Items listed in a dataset
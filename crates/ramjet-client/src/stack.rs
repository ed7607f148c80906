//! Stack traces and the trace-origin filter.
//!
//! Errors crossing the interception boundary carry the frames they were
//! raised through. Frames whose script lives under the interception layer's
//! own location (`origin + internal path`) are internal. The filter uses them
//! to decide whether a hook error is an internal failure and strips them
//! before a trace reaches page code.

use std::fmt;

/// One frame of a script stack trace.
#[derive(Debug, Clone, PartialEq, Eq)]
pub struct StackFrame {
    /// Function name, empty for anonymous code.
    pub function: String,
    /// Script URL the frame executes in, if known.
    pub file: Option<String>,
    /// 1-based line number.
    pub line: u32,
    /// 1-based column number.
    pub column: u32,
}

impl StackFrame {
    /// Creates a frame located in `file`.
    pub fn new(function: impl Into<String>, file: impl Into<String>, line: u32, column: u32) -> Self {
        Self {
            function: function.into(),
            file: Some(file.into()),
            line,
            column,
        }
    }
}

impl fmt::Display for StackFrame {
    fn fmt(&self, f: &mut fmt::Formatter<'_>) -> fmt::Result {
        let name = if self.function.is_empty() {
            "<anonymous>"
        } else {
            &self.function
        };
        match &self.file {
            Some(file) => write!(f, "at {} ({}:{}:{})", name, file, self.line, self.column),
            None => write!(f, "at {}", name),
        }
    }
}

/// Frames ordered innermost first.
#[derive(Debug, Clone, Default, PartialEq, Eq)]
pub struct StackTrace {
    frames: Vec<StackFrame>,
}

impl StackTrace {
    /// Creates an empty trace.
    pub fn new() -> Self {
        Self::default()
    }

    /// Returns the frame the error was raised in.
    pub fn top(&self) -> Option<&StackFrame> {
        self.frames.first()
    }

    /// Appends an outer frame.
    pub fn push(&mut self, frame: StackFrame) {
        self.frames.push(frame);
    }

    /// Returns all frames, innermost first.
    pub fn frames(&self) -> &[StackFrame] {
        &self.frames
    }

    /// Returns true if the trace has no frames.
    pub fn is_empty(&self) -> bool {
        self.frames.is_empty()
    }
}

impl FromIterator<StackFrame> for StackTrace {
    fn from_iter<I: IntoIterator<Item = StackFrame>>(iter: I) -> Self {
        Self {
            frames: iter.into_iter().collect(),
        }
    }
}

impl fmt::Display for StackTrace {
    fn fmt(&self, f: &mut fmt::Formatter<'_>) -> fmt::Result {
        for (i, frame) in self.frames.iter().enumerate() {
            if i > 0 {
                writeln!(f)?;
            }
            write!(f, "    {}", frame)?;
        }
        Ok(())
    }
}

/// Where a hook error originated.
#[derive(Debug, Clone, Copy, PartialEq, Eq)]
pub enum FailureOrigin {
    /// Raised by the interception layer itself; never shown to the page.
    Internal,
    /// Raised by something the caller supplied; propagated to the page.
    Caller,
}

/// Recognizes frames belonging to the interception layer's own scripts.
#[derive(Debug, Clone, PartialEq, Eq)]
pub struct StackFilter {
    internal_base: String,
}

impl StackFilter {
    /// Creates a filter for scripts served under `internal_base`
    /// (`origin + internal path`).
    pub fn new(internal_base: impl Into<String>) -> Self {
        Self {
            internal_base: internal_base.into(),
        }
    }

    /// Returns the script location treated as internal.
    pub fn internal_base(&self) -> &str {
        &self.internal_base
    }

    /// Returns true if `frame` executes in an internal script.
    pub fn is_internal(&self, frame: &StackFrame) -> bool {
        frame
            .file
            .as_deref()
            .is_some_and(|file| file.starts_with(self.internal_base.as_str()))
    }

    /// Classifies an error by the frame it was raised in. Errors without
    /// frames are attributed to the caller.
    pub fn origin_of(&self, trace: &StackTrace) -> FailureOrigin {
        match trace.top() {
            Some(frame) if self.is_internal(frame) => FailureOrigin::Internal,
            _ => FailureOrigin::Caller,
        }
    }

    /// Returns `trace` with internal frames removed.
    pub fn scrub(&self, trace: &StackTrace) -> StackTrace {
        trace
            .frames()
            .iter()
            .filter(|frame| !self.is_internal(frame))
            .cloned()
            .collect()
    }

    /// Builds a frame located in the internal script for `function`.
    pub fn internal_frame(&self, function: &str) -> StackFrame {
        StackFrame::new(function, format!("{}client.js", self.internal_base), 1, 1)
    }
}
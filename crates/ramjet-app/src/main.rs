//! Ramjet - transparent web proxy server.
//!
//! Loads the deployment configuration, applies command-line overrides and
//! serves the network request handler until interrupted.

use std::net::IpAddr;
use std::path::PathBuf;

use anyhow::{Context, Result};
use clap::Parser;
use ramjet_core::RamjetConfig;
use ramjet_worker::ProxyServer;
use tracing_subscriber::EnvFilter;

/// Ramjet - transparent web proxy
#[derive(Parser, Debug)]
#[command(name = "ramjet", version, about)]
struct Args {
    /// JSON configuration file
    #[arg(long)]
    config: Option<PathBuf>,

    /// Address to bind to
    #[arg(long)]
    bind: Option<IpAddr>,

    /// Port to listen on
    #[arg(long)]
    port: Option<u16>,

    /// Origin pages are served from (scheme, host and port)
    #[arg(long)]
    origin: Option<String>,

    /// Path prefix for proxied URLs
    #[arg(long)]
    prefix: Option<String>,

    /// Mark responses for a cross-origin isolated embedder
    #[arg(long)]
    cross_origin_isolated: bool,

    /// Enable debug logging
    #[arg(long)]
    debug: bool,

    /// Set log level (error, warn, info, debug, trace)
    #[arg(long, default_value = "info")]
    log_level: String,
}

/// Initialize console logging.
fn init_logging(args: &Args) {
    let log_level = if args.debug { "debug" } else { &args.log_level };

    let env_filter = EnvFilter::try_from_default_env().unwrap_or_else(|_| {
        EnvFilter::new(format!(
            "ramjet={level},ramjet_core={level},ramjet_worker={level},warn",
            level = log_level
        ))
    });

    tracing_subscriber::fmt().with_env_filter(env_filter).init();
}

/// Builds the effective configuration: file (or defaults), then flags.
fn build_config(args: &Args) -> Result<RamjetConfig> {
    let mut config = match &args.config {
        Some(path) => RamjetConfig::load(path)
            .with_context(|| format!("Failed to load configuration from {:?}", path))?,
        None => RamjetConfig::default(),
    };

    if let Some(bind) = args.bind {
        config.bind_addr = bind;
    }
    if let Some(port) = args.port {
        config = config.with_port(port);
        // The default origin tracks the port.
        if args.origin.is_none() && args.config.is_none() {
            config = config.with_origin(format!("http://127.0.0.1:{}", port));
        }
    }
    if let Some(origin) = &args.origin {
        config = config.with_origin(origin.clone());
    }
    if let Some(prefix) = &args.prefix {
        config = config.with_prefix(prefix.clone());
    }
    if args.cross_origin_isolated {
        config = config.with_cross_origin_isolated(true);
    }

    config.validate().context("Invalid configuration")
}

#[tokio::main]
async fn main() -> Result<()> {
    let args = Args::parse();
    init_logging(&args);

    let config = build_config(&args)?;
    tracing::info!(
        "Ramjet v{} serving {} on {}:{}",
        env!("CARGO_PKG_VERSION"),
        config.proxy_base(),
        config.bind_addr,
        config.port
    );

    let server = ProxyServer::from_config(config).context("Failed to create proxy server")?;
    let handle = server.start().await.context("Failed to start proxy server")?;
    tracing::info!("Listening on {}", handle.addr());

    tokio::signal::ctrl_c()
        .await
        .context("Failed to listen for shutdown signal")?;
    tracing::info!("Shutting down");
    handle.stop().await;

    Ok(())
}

...

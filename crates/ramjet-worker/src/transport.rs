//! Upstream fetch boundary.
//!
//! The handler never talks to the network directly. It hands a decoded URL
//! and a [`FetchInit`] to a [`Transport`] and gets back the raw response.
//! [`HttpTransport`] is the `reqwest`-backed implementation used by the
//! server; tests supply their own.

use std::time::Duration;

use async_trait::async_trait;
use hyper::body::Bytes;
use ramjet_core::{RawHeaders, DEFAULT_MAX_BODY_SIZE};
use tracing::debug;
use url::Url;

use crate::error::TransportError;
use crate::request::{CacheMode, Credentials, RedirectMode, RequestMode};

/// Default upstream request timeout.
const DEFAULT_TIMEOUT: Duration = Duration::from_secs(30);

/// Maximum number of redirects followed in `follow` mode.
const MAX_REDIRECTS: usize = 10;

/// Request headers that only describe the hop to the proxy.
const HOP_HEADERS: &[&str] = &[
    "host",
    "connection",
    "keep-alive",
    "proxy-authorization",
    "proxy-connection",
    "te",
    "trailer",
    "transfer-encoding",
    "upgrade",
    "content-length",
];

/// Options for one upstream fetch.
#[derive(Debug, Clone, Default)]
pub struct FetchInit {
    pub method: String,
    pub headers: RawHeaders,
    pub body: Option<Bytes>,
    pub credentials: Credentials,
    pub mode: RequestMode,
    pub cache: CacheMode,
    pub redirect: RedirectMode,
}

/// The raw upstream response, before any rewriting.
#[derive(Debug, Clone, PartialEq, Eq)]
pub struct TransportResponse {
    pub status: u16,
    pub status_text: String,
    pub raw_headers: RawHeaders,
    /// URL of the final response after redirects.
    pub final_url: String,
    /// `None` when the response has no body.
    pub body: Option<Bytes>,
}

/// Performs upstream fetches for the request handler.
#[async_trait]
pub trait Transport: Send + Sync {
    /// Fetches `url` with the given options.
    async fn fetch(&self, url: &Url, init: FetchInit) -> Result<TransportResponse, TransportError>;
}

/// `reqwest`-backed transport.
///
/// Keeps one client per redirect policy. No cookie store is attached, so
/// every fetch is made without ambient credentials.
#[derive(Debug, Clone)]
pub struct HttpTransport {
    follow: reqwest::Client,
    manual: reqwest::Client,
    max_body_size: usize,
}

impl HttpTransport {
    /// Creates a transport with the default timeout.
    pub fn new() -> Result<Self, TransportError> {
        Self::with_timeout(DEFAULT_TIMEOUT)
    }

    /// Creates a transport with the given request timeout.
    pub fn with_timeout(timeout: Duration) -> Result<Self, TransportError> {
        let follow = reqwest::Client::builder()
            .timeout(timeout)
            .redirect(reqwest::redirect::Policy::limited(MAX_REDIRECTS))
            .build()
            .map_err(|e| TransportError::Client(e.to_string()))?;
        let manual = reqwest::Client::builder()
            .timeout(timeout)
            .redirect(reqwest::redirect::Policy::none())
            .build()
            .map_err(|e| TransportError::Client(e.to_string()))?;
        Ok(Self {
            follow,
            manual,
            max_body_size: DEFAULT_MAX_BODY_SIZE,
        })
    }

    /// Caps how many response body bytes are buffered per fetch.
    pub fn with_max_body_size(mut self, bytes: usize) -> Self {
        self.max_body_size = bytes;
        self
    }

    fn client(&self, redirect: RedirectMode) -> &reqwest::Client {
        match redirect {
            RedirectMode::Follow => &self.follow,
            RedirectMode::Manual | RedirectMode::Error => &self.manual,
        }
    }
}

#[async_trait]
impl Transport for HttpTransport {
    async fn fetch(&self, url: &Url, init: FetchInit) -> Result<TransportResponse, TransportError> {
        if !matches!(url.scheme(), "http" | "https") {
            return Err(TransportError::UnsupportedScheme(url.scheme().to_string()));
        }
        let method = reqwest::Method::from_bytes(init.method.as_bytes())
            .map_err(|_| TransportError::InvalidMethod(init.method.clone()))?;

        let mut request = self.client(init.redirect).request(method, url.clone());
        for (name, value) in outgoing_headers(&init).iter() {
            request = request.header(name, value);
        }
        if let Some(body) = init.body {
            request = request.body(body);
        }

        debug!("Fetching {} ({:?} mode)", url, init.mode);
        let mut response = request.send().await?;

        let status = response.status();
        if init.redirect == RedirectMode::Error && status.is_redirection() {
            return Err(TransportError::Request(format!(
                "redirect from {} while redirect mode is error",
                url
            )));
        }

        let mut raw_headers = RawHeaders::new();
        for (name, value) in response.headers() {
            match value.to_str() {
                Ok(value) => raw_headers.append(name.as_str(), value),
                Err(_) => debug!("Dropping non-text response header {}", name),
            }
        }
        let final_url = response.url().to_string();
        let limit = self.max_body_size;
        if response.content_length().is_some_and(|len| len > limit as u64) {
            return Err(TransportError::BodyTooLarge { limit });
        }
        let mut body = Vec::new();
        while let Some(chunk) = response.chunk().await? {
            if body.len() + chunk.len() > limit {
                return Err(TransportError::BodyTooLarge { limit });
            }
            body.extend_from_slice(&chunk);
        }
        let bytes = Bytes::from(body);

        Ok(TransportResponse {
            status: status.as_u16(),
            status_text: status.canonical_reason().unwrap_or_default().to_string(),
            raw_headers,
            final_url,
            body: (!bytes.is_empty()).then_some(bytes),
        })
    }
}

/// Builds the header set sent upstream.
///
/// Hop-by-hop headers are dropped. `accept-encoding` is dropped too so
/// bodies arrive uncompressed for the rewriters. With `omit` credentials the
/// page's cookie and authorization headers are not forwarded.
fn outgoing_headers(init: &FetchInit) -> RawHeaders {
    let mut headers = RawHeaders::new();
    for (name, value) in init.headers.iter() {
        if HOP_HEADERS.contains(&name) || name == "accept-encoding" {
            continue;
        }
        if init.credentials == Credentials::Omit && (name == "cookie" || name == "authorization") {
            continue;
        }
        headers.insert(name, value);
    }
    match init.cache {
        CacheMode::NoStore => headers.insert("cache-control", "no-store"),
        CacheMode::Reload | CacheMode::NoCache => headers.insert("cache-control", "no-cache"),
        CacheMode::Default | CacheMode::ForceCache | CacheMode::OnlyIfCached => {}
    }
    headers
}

DIRECTIONS:
Could you restate word for word the lines above, from the one that contains "config = config.with_prefix(prefix.clone());" through the one that contains "init_logging(&args);", and no others?

RESULT:
        config = config.with_prefix(prefix.clone());
    }
    if args.cross_origin_isolated {
        config = config.with_cross_origin_isolated(true);
    }

    config.validate().context("Invalid configuration")
}

#[tokio::main]
async fn main() -> Result<()> {
    let args = Args::parse();
    init_logging(&args);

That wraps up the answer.